Collected data entries
##########
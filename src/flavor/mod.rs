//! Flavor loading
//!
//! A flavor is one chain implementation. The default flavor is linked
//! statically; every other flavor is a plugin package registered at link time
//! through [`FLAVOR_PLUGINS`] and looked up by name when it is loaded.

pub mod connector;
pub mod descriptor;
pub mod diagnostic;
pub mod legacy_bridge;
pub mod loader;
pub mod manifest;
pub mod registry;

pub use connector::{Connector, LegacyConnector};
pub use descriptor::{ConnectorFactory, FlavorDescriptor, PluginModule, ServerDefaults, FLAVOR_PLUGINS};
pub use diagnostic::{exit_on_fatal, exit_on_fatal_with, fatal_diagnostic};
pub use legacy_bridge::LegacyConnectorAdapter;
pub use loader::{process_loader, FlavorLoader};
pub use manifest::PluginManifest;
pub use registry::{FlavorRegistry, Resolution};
##########
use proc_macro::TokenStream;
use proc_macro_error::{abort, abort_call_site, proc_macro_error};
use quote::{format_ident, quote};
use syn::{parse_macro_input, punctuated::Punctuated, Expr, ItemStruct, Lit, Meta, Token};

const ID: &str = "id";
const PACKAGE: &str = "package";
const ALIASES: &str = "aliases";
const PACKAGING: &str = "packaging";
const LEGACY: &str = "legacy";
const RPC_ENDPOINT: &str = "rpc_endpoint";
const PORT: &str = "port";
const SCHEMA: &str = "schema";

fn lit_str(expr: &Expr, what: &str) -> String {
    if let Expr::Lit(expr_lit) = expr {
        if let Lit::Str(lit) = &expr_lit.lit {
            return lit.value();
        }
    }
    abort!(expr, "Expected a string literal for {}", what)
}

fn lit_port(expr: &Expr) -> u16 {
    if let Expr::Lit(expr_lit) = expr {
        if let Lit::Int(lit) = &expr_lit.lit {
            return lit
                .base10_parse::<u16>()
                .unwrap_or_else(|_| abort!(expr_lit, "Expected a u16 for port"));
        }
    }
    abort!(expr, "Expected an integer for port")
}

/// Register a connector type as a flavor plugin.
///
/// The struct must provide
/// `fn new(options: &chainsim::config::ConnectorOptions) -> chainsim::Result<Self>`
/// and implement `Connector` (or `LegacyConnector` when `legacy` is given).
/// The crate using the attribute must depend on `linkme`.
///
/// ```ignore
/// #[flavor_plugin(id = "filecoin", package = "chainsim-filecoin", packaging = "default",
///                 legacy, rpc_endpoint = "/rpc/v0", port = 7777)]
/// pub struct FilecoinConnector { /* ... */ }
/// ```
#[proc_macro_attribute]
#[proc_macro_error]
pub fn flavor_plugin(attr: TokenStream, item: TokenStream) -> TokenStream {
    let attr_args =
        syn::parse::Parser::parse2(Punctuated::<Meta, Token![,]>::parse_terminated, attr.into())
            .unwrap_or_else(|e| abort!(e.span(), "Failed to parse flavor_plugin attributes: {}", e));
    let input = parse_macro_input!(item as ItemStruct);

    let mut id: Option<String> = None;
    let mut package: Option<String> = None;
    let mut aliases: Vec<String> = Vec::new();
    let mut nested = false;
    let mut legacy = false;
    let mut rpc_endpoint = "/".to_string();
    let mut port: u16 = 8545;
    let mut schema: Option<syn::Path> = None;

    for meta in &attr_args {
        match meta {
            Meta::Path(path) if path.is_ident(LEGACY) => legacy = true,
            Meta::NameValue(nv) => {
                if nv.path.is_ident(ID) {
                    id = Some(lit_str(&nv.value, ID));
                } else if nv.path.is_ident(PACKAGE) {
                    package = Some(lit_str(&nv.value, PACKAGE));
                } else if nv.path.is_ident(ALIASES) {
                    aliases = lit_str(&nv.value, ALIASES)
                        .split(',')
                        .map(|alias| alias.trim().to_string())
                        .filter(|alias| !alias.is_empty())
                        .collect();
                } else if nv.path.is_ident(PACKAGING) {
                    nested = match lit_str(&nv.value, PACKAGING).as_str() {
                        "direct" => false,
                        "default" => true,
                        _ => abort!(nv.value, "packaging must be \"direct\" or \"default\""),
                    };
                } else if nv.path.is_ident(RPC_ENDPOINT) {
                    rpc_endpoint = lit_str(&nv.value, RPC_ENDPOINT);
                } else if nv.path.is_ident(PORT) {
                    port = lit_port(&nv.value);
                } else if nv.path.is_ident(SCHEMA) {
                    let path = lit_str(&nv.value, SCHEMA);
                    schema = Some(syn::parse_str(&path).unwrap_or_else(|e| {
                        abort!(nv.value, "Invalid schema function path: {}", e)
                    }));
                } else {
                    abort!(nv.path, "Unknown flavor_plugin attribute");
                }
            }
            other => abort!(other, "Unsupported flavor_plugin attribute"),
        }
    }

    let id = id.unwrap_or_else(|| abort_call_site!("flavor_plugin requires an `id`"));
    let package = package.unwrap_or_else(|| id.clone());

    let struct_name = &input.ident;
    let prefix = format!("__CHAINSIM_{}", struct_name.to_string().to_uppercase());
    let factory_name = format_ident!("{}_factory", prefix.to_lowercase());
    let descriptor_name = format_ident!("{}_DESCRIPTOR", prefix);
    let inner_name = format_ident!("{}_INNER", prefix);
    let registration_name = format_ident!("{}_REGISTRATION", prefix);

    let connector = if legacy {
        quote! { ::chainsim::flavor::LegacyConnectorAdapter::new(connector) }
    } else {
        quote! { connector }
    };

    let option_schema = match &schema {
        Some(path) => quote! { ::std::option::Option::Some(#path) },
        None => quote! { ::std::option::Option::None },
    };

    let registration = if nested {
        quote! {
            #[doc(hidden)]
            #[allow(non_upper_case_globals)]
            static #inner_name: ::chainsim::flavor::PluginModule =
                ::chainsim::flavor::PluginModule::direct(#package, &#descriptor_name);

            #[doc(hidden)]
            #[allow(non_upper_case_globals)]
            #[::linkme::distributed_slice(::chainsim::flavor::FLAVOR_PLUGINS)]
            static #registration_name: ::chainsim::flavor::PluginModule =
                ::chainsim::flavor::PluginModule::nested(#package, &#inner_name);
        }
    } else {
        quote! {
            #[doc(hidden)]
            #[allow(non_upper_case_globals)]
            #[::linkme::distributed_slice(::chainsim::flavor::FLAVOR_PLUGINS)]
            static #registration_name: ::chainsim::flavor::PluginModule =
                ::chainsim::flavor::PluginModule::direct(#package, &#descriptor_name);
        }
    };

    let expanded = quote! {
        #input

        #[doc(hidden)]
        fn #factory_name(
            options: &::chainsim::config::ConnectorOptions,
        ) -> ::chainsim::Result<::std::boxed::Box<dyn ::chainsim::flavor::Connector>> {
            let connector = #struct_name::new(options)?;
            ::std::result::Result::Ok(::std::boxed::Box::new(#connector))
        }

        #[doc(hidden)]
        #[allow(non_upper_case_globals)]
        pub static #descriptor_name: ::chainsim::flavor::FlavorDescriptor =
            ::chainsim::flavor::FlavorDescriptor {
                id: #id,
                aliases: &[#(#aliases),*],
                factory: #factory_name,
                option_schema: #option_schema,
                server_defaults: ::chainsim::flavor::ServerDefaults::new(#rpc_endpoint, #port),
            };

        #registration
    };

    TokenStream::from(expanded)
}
##########
→ **EXERCISE DETAILS**
Find and copy each line of the data where "Some" is present.

→ **RESULT BELOW**
                    id = Some(lit_str(&nv.value, ID));
                    package = Some(lit_str(&nv.value, PACKAGE));
                    schema = Some(syn::parse_str(&path).unwrap_or_else(|e| {
        Some(path) => quote! { ::std::option::Option::Some(#path) },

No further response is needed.